Published:01 September 2017Publication History

ABSTRACT

Bringing computations close to the data source is one of the key concepts of high-performance database management systems. This specifically holds true for state-of-the-art systems like HyPer, Microsoft SQL Server, or SAP HANA that are making efficient use of modern hardware by exploiting in-memory storage, vector instructions, and sophisticated algorithms for query optimization and execution.

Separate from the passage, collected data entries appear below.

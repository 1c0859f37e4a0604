//! Route dispatch (spec §6 HTTP API surface table).

use std::collections::HashMap;
use std::sync::Arc;

use hyper::{Body, Method, Request, Response};

use crate::handlers;
use crate::state::AppState;

fn parse_query(query: Option<&str>) -> HashMap<String, String> {
    query
        .unwrap_or("")
        .split('&')
        .filter(|p| !p.is_empty())
        .filter_map(|pair| {
            let mut parts = pair.splitn(2, '=');
            Some((parts.next()?.to_string(), parts.next().unwrap_or("").to_string()))
        })
        .collect()
}

pub async fn dispatch(req: Request<Body>, state: Arc<AppState>) -> Response<Body> {
    let method = req.method().clone();
    let path = req.uri().path().to_string();
    let query = parse_query(req.uri().query());
    let segments: Vec<&str> = path.split('/').filter(|s| !s.is_empty()).collect();

    match (method, segments.as_slice()) {
        (Method::POST, ["feed-values"]) => handlers::feed_values(state, req.into_body(), None).await,
        (Method::POST, ["feed-values", round]) => match round.parse::<u64>() {
            Ok(id) => handlers::feed_values(state, req.into_body(), Some(id)).await,
            Err(_) => handlers::not_found(),
        },
        (Method::POST, ["volumes"]) => {
            let window_sec = query.get("window").and_then(|w| w.parse().ok()).unwrap_or(3600);
            handlers::volumes(state, req.into_body(), window_sec).await
        }
        (Method::GET, ["health"]) => handlers::health(state).await,
        (Method::GET, ["health", "ready"]) => handlers::health_ready(state).await,
        (Method::GET, ["health", "live"]) => handlers::health_live(state).await,
        (Method::GET, ["metrics"]) => handlers::metrics(state).await,
        (_, ["feed-values"] | ["volumes"] | ["health"] | ["health", "ready"] | ["health", "live"] | ["metrics"]) => {
            handlers::method_not_allowed()
        }
        _ => handlers::not_found(),
    }
}
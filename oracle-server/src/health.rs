//! Process health surface (spec §6 `/health`, `/health/ready`, `/health/live`),
//! modeled on the teacher's `ServiceHealth`/`HealthCheckServer` (`torq-health-check`):
//! a small status enum, a component map, and three endpoints with distinct
//! semantics (liveness vs. readiness vs. detailed status).

use serde::Serialize;

use crate::state::AppState;

#[derive(Debug, Clone, Copy, PartialEq, Eq, Serialize)]
#[serde(rename_all = "lowercase")]
pub enum ProcessStatus {
    Healthy,
    Degraded,
    Unhealthy,
}

#[derive(Debug, Clone, Serialize)]
pub struct ComponentStatus {
    pub name: String,
    pub healthy: bool,
    pub detail: String,
}

#[derive(Debug, Clone, Serialize)]
pub struct HealthReport {
    pub status: ProcessStatus,
    pub timestamp: i64,
    pub uptime: u64,
    pub components: Vec<ComponentStatus>,
}

/// Builds a point-in-time health report from the registry's adapter stats and the
/// data manager's per-source freshness (spec §4.4 `getConnectionHealth`).
pub async fn build_report(state: &AppState) -> HealthReport {
    let stats = state.registry.get_stats().await;
    let connection_health = state.data_manager.connection_health().await;

    let mut components: Vec<ComponentStatus> = connection_health
        .iter()
        .map(|h| ComponentStatus {
            name: h.name.clone(),
            healthy: h.healthy,
            detail: format!("age={}ms failures={}", h.age_ms, h.consecutive_failures),
        })
        .collect();
    components.push(ComponentStatus {
        name: "registry".to_string(),
        healthy: stats.active > 0,
        detail: format!("{} active of {} registered", stats.active, stats.total),
    });

    let healthy_sources = connection_health.iter().filter(|h| h.healthy).count();
    let status = if stats.active == 0 {
        ProcessStatus::Unhealthy
    } else if healthy_sources == 0 {
        ProcessStatus::Degraded
    } else if healthy_sources < connection_health.len() {
        ProcessStatus::Degraded
    } else {
        ProcessStatus::Healthy
    };

    HealthReport {
        status,
        timestamp: oracle_core::now_ms(),
        uptime: state.uptime_seconds(),
        components,
    }
}

/// Readiness: the process accepts traffic once at least one source has ever
/// reported healthy and the process is not mid-shutdown.
pub fn is_ready(report: &HealthReport, shutting_down: bool) -> bool {
    !shutting_down && report.status != ProcessStatus::Unhealthy
}

/// Liveness: the process is alive as long as it hasn't begun its shutdown drain.
pub fn is_alive(shutting_down: bool) -> bool {
    !shutting_down
}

To benefit from the capabilities of these systems, it becomes increasingly important for business applications to efficiently push their data-intensive parts to the DBMS. Capturing and communicating the computational intent from the application to the DBMS is often not trivial, as the DBMS is either abstracted away using object-relational mapper interfaces like Hibernate, or as the language mismatch between imperative, object-oriented languages like Java and the declarative, SQL-based query processing makes it difficult for developers to express non-trivial database operations. In this presentation, we discuss how some of these issues can be tackled using the Core Data Services (CDS) framework that is both supported by SAP's HANA data-base and the Netweaver application server stack. By combining concepts from declarative query languages like SQL and XPath with functionality developers are familiar with from object-oriented languages or even aspect-oriented programming (i.e. the "."-operator for member access and the concept of annotations), CDS enables to express complex business logic with only a few lines of code - where equivalent SQL statements span multiple pages instead (see Figure 1 below for an example).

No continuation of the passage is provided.